Items from a dataset
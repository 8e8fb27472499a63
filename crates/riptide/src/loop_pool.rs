use std::sync::{
    Arc, Mutex,
    atomic::{AtomicBool, AtomicUsize, Ordering},
};

use tracing::info;

use crate::{callbacks::ThreadInitCallback, event_loop::EventLoop, loop_thread::LoopThread};

/// Spawns N worker loops and deals new connections across them round-robin.
///
/// With zero workers the base loop serves everything itself. `next_loop` is
/// only ever called from the base loop's thread, which is what keeps the
/// rotation race-free.
pub struct LoopThreadPool {
    base_loop: Arc<EventLoop>,
    name: String,
    started: AtomicBool,
    num_threads: AtomicUsize,
    next: AtomicUsize,
    workers: Mutex<Vec<LoopThread>>,
    loops: Mutex<Vec<Arc<EventLoop>>>,
}

impl LoopThreadPool {
    pub fn new(base_loop: Arc<EventLoop>, name: String) -> LoopThreadPool {
        LoopThreadPool {
            base_loop,
            name,
            started: AtomicBool::new(false),
            num_threads: AtomicUsize::new(0),
            next: AtomicUsize::new(0),
            workers: Mutex::new(Vec::new()),
            loops: Mutex::new(Vec::new()),
        }
    }

    pub fn set_thread_num(&self, num_threads: usize) {
        self.num_threads.store(num_threads, Ordering::Release);
    }

    pub fn started(&self) -> bool {
        self.started.load(Ordering::Acquire)
    }

    pub fn name(&self) -> &str {
        &self.name
    }

    /// Spawns every worker and blocks until each loop is live.
    pub fn start(&self, init: Option<ThreadInitCallback>) {
        self.base_loop.assert_in_loop_thread();
        self.started.store(true, Ordering::Release);

        let num_threads = self.num_threads.load(Ordering::Acquire);
        info!(name = self.name.as_str(), num_threads, "starting loop threads");

        let mut workers = self.workers.lock().unwrap();
        let mut loops = self.loops.lock().unwrap();
        for i in 0..num_threads {
            let worker = LoopThread::start(format!("{}{}", self.name, i), init.clone());
            loops.push(worker.event_loop().clone());
            workers.push(worker);
        }

        // single-threaded servers run everything on the base loop
        if num_threads == 0 && let Some(init) = &init {
            init(&self.base_loop);
        }
    }

    /// Next loop in rotation, or the base loop when the pool is empty.
    pub fn next_loop(&self) -> Arc<EventLoop> {
        self.base_loop.assert_in_loop_thread();
        let loops = self.loops.lock().unwrap();
        if loops.is_empty() {
            return self.base_loop.clone();
        }
        let next = self.next.fetch_add(1, Ordering::AcqRel);
        loops[next % loops.len()].clone()
    }

    pub fn all_loops(&self) -> Vec<Arc<EventLoop>> {
        let loops = self.loops.lock().unwrap();
        if loops.is_empty() {
            vec![self.base_loop.clone()]
        } else {
            loops.clone()
        }
    }
}
use std::{
    fmt,
    time::{SystemTime, UNIX_EPOCH},
};

/// Microseconds since the unix epoch.
///
/// Carried alongside every readiness dispatch so read callbacks learn when
/// the poller actually woke up, not when user code got around to running.
#[derive(Copy, Clone, Debug, Default, PartialEq, Eq, PartialOrd, Ord, Hash)]
#[repr(C)]
pub struct Timestamp(pub i64);

impl Timestamp {
    pub const MICROS_PER_SECOND: i64 = 1_000_000;

    #[inline]
    pub fn now() -> Self {
        match SystemTime::now().duration_since(UNIX_EPOCH) {
            Ok(elapsed) => Timestamp(elapsed.as_micros() as i64),
            Err(_) => Timestamp(0),
        }
    }

    #[inline]
    pub const fn invalid() -> Self {
        Timestamp(0)
    }

    #[inline]
    pub const fn is_valid(&self) -> bool {
        self.0 > 0
    }

    #[inline]
    pub const fn micros(&self) -> i64 {
        self.0
    }

    #[inline]
    pub fn as_secs_f64(&self) -> f64 {
        self.0 as f64 / Self::MICROS_PER_SECOND as f64
    }
}

impl fmt::Display for Timestamp {
    fn fmt(&self, f: &mut fmt::Formatter<'_>) -> fmt::Result {
        match chrono::DateTime::from_timestamp_micros(self.0) {
            Some(utc) => write!(f, "{}", utc.format("%Y-%m-%d %H:%M:%S%.6f")),
            None => write!(f, "{}us", self.0),
        }
    }
}

#[cfg(test)]
mod tests {
    use super::*;

    #[test]
    fn now_is_valid_and_monotonic_enough() {
        let a = Timestamp::now();
        let b = Timestamp::now();
        assert!(a.is_valid());
        assert!(b >= a);
    }

    #[test]
    fn invalid_is_not_valid() {
        assert!(!Timestamp::invalid().is_valid());
    }

    #[test]
    fn display_formats_as_utc_datetime() {
        let t = Timestamp(1_700_000_000 * Timestamp::MICROS_PER_SECOND);
        let s = t.to_string();
        assert!(s.starts_with("2023-11-14"), "got {s}");
    }
}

◆ Work request ◆
Copy out each line of the records character for character.

◆ Solution to the exercise ◆
repository 8e8fb27472499a63
filename crates/riptide/src/loop_pool.rs
use std::sync::{
    Arc, Mutex,
    atomic::{AtomicBool, AtomicUsize, Ordering},
};

use tracing::info;

use crate::{callbacks::ThreadInitCallback, event_loop::EventLoop, loop_thread::LoopThread};

/// Spawns N worker loops and deals new connections across them round-robin.
///
/// With zero workers the base loop serves everything itself. `next_loop` is
/// only ever called from the base loop's thread, which is what keeps the
/// rotation race-free.
pub struct LoopThreadPool {
    base_loop: Arc<EventLoop>,
    name: String,
    started: AtomicBool,
    num_threads: AtomicUsize,
    next: AtomicUsize,
    workers: Mutex<Vec<LoopThread>>,
    loops: Mutex<Vec<Arc<EventLoop>>>,
}

impl LoopThreadPool {
    pub fn new(base_loop: Arc<EventLoop>, name: String) -> LoopThreadPool {
        LoopThreadPool {
            base_loop,
            name,
            started: AtomicBool::new(false),
            num_threads: AtomicUsize::new(0),
            next: AtomicUsize::new(0),
            workers: Mutex::new(Vec::new()),
            loops: Mutex::new(Vec::new()),
        }
    }

    pub fn set_thread_num(&self, num_threads: usize) {
        self.num_threads.store(num_threads, Ordering::Release);
    }

    pub fn started(&self) -> bool {
        self.started.load(Ordering::Acquire)
    }

    pub fn name(&self) -> &str {
        &self.name
    }

    /// Spawns every worker and blocks until each loop is live.
    pub fn start(&self, init: Option<ThreadInitCallback>) {
        self.base_loop.assert_in_loop_thread();
        self.started.store(true, Ordering::Release);

        let num_threads = self.num_threads.load(Ordering::Acquire);
        info!(name = self.name.as_str(), num_threads, "starting loop threads");

        let mut workers = self.workers.lock().unwrap();
        let mut loops = self.loops.lock().unwrap();
        for i in 0..num_threads {
            let worker = LoopThread::start(format!("{}{}", self.name, i), init.clone());
            loops.push(worker.event_loop().clone());
            workers.push(worker);
        }

        // single-threaded servers run everything on the base loop
        if num_threads == 0 && let Some(init) = &init {
            init(&self.base_loop);
        }
    }

    /// Next loop in rotation, or the base loop when the pool is empty.
    pub fn next_loop(&self) -> Arc<EventLoop> {
        self.base_loop.assert_in_loop_thread();
        let loops = self.loops.lock().unwrap();
        if loops.is_empty() {
            return self.base_loop.clone();
        }
        let next = self.next.fetch_add(1, Ordering::AcqRel);
        loops[next % loops.len()].clone()
    }

    pub fn all_loops(&self) -> Vec<Arc<EventLoop>> {
        let loops = self.loops.lock().unwrap();
        if loops.is_empty() {
            vec![self.base_loop.clone()]
        } else {
            loops.clone()
        }
    }
}
use std::{
    fmt,
    time::{SystemTime, UNIX_EPOCH},
};

/// Microseconds since the unix epoch.
///
/// Carried alongside every readiness dispatch so read callbacks learn when
/// the poller actually woke up, not when user code got around to running.
#[derive(Copy, Clone, Debug, Default, PartialEq, Eq, PartialOrd, Ord, Hash)]
#[repr(C)]
pub struct Timestamp(pub i64);

impl Timestamp {
    pub const MICROS_PER_SECOND: i64 = 1_000_000;

    #[inline]
    pub fn now() -> Self {
        match SystemTime::now().duration_since(UNIX_EPOCH) {
            Ok(elapsed) => Timestamp(elapsed.as_micros() as i64),
            Err(_) => Timestamp(0),
        }
    }

    #[inline]
    pub const fn invalid() -> Self {
        Timestamp(0)
    }

    #[inline]
    pub const fn is_valid(&self) -> bool {
        self.0 > 0
    }

    #[inline]
    pub const fn micros(&self) -> i64 {
        self.0
    }

    #[inline]
    pub fn as_secs_f64(&self) -> f64 {
        self.0 as f64 / Self::MICROS_PER_SECOND as f64
    }
}

impl fmt::Display for Timestamp {
    fn fmt(&self, f: &mut fmt::Formatter<'_>) -> fmt::Result {
        match chrono::DateTime::from_timestamp_micros(self.0) {
            Some(utc) => write!(f, "{}", utc.format("%Y-%m-%d %H:%M:%S%.6f")),
            None => write!(f, "{}us", self.0),
        }
    }
}

#[cfg(test)]
mod tests {
    use super::*;

    #[test]
    fn now_is_valid_and_monotonic_enough() {
        let a = Timestamp::now();
        let b = Timestamp::now();
        assert!(a.is_valid());
        assert!(b >= a);
    }

    #[test]
    fn invalid_is_not_valid() {
        assert!(!Timestamp::invalid().is_valid());
    }

    #[test]
    fn display_formats_as_utc_datetime() {
        let t = Timestamp(1_700_000_000 * Timestamp::MICROS_PER_SECOND);
        let s = t.to_string();
        assert!(s.starts_with("2023-11-14"), "got {s}");
    }
}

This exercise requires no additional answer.